#### PROBLEM DESCRIPTION
What is the number of lines in the data below that hold the word "ReportShardFailed"? Give nothing beyond that number.

START PROVIDED RECORDS

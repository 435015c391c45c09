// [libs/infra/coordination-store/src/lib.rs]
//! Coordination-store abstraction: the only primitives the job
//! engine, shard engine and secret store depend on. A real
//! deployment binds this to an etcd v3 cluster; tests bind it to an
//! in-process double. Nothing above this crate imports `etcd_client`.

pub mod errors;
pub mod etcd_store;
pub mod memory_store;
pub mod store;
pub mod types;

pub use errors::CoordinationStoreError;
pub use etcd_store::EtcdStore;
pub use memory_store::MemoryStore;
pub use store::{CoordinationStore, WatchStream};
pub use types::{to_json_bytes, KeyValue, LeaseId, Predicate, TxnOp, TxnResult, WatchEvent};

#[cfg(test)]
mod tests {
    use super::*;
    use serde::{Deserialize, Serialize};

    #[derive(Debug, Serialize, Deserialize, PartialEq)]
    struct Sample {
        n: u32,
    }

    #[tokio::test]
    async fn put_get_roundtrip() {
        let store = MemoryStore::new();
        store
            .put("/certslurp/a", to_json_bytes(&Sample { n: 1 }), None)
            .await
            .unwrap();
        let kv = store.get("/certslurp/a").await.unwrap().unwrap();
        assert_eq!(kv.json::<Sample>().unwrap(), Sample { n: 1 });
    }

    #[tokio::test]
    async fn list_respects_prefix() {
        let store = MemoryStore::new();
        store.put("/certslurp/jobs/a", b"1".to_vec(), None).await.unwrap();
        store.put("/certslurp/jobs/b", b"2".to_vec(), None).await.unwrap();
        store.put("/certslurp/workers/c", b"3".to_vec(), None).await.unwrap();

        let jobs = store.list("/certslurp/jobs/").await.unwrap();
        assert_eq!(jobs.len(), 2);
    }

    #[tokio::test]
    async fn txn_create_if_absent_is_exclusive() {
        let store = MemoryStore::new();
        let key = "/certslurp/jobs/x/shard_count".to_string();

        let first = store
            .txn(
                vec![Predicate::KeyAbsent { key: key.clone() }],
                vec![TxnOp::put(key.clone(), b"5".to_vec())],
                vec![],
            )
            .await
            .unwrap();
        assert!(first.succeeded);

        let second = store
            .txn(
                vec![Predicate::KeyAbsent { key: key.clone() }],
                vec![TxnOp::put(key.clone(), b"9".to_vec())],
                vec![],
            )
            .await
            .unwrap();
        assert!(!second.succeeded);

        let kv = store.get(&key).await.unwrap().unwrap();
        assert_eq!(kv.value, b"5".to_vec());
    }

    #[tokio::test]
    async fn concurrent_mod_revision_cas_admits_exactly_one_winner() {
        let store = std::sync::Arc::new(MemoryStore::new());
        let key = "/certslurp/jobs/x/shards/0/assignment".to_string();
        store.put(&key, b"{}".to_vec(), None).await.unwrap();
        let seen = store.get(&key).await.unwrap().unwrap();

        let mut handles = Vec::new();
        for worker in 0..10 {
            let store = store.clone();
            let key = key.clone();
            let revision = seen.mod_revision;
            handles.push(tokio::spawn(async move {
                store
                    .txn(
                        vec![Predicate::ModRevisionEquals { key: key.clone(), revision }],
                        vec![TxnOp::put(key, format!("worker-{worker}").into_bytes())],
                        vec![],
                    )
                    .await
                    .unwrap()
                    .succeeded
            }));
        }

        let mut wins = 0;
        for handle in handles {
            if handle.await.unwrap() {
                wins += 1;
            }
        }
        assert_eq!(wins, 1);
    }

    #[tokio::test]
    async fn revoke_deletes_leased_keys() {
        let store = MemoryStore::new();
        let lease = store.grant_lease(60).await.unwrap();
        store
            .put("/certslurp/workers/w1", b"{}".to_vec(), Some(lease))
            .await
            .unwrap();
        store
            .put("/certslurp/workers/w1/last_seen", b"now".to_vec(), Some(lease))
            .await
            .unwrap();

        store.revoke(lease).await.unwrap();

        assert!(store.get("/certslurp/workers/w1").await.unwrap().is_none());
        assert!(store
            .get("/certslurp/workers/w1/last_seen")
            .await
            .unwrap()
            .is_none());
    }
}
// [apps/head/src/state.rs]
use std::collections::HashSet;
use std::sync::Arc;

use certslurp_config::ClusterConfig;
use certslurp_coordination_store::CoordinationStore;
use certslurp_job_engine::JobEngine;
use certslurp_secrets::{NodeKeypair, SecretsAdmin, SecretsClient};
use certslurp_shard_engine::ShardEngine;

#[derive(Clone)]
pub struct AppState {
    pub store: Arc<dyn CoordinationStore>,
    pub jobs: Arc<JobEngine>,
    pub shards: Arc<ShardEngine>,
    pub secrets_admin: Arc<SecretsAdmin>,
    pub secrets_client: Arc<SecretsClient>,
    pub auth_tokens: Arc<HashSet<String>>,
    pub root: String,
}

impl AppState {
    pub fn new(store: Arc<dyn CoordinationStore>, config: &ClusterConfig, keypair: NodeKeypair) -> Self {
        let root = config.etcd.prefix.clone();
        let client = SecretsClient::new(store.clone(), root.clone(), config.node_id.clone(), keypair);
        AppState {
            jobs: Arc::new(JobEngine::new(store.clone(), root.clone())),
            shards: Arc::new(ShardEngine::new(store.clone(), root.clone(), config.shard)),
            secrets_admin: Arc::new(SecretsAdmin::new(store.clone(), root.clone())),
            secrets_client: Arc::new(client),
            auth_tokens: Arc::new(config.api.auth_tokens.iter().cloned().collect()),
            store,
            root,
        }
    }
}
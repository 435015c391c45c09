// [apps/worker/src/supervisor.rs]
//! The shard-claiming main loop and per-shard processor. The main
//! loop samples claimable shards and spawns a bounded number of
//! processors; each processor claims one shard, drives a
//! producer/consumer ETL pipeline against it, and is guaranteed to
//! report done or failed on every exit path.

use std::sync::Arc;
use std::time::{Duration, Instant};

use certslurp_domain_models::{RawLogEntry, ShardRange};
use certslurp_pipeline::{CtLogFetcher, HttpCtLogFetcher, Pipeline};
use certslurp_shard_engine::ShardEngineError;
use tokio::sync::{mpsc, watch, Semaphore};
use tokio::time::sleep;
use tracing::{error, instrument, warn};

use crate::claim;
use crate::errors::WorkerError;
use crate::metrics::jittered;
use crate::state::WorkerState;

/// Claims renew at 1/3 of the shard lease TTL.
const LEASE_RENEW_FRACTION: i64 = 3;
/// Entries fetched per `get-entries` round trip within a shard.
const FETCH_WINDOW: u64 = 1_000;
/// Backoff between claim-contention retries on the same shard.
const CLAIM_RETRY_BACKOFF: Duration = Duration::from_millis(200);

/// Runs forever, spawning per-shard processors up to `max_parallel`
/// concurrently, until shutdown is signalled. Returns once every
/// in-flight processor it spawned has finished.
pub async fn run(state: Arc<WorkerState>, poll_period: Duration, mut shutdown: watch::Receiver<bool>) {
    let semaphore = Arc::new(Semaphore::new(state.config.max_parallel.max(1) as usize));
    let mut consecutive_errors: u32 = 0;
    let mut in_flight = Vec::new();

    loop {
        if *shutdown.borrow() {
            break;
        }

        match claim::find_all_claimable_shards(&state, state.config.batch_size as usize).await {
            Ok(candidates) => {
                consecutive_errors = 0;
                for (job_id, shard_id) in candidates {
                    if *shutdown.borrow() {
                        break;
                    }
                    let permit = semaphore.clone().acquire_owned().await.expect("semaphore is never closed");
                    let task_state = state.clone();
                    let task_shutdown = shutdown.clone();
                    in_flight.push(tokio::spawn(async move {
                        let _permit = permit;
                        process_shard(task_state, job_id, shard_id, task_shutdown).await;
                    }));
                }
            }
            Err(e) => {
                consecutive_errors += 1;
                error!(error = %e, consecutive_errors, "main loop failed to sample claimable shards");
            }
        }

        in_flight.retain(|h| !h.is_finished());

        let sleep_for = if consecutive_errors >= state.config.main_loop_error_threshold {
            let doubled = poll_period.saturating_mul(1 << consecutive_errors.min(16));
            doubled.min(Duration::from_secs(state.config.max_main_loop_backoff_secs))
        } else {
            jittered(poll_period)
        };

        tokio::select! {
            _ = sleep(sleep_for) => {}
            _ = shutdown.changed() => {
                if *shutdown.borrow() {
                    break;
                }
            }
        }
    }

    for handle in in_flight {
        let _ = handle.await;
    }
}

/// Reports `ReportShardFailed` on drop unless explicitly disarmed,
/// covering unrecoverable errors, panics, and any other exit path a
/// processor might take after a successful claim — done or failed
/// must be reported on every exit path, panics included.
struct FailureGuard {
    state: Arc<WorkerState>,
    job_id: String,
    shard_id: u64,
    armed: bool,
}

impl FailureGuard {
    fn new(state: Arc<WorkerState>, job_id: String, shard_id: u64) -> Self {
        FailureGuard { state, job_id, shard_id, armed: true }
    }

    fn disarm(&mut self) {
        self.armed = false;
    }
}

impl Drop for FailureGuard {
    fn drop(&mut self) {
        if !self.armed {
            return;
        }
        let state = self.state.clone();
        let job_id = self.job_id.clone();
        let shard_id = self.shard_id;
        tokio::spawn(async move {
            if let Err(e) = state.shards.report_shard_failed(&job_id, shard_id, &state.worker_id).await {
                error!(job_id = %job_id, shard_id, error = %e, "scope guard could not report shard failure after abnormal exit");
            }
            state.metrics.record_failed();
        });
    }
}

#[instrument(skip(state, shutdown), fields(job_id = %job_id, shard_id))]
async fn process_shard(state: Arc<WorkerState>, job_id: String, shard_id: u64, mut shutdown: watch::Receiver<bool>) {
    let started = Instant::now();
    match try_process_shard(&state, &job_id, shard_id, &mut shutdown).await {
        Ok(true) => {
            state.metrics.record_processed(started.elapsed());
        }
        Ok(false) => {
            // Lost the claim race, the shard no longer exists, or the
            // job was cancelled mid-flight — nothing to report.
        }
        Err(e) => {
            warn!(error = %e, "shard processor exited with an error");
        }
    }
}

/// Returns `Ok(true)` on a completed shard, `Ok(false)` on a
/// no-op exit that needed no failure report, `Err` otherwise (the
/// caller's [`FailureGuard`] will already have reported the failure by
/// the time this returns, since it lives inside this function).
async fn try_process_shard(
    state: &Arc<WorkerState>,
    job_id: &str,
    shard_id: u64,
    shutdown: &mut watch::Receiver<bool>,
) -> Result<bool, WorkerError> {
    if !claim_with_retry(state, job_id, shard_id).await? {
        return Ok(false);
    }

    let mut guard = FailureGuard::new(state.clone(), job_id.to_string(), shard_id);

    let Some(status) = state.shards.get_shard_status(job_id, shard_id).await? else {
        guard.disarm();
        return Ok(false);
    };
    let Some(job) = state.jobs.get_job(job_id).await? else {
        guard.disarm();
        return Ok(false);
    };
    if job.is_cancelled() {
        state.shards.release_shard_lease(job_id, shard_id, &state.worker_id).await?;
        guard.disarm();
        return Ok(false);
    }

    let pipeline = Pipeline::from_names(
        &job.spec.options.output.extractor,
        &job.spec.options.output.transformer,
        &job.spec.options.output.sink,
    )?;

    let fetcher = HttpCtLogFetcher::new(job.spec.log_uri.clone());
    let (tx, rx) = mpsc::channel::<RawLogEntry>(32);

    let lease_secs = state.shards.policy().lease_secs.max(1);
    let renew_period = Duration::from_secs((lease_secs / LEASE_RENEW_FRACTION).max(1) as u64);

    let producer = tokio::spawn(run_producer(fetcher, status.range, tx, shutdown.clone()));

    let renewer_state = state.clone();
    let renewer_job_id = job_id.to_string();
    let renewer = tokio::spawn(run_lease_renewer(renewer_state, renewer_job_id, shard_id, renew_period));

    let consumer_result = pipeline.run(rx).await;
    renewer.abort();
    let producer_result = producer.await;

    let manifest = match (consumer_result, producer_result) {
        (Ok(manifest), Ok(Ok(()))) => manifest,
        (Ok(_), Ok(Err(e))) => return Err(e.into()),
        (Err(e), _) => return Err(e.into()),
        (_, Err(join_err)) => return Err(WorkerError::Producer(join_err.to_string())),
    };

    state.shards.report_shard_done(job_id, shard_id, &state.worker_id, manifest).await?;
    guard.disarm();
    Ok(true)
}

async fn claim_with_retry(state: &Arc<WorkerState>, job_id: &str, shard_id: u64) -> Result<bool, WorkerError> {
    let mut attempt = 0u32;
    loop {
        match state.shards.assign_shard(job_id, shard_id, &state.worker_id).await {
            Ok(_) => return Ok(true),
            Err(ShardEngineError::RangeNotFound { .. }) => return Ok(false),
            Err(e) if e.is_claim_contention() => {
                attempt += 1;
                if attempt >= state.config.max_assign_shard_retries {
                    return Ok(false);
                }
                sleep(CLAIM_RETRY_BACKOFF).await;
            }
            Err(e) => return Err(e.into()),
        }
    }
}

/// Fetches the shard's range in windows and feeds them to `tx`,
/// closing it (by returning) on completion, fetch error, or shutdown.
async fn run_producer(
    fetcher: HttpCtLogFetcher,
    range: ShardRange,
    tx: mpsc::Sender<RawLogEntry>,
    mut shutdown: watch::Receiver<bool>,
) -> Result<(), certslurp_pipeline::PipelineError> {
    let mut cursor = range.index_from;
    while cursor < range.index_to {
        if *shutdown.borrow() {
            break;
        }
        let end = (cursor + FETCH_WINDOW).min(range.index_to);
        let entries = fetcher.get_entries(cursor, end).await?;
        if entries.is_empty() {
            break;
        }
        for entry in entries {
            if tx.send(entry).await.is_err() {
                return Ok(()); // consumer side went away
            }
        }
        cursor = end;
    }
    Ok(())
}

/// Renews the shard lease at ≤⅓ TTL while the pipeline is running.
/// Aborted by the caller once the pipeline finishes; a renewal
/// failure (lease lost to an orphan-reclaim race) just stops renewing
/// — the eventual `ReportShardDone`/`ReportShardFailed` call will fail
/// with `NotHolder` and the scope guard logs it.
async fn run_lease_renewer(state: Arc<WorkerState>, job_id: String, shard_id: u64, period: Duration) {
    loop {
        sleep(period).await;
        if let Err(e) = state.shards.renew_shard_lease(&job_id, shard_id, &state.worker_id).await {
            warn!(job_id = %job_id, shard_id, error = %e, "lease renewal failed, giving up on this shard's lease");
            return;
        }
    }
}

END PROVIDED RECORDS
START PROVIDED RECORDS

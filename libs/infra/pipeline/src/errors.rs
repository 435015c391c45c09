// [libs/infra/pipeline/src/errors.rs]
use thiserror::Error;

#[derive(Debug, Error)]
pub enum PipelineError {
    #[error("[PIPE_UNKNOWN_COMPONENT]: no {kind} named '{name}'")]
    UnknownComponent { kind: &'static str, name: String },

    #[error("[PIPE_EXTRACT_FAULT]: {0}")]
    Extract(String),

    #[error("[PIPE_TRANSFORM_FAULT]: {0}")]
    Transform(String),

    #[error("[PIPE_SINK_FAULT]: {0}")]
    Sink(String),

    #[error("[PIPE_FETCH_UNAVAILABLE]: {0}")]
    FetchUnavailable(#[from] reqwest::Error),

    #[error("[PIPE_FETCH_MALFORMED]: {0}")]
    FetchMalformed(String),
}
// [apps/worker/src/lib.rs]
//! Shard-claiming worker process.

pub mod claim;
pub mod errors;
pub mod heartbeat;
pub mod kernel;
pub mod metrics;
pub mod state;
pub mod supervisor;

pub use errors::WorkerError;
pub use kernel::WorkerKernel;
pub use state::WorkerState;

END PROVIDED RECORDS
START PROVIDED RECORDS

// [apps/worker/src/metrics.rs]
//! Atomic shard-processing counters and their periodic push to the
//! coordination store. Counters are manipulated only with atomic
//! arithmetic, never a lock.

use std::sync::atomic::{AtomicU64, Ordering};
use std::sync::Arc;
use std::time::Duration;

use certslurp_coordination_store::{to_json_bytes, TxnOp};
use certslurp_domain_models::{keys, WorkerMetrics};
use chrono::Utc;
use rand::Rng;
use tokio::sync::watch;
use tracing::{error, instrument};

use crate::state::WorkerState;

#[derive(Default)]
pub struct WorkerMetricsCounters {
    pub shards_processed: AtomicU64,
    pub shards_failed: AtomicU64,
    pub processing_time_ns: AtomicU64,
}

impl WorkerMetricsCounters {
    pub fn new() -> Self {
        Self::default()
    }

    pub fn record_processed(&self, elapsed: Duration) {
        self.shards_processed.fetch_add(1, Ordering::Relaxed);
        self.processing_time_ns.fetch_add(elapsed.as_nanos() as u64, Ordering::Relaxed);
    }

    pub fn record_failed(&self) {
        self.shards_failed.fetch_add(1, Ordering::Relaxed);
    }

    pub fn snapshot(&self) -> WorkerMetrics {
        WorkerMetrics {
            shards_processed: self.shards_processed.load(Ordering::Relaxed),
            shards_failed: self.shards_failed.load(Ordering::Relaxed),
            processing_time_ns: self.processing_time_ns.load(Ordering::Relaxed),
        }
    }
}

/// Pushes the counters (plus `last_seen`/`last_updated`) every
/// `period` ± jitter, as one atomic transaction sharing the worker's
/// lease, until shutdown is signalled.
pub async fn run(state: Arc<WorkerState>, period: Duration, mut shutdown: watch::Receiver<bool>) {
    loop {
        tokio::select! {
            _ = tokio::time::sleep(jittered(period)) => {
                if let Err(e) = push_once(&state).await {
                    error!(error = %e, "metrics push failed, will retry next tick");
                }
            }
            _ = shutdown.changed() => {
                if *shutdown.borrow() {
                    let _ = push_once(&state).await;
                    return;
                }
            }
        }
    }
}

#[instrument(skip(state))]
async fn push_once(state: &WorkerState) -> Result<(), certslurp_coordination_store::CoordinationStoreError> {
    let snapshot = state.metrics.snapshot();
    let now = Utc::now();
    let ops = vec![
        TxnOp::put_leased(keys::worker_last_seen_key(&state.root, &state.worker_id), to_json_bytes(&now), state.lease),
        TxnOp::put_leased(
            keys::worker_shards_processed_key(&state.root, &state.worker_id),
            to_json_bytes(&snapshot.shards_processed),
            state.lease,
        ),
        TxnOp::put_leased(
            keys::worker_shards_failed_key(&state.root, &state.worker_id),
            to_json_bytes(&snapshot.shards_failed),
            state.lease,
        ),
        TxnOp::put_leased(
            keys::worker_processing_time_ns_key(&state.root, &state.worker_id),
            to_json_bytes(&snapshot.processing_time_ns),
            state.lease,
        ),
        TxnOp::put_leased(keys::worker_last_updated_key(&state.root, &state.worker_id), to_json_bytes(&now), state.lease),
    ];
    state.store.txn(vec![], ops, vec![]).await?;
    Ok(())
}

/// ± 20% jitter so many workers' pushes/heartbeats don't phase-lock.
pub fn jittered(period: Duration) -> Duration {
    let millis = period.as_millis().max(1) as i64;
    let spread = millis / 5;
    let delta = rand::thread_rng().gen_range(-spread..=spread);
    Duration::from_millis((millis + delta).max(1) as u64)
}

END PROVIDED RECORDS

#### RESPONSE TO THE TASK
2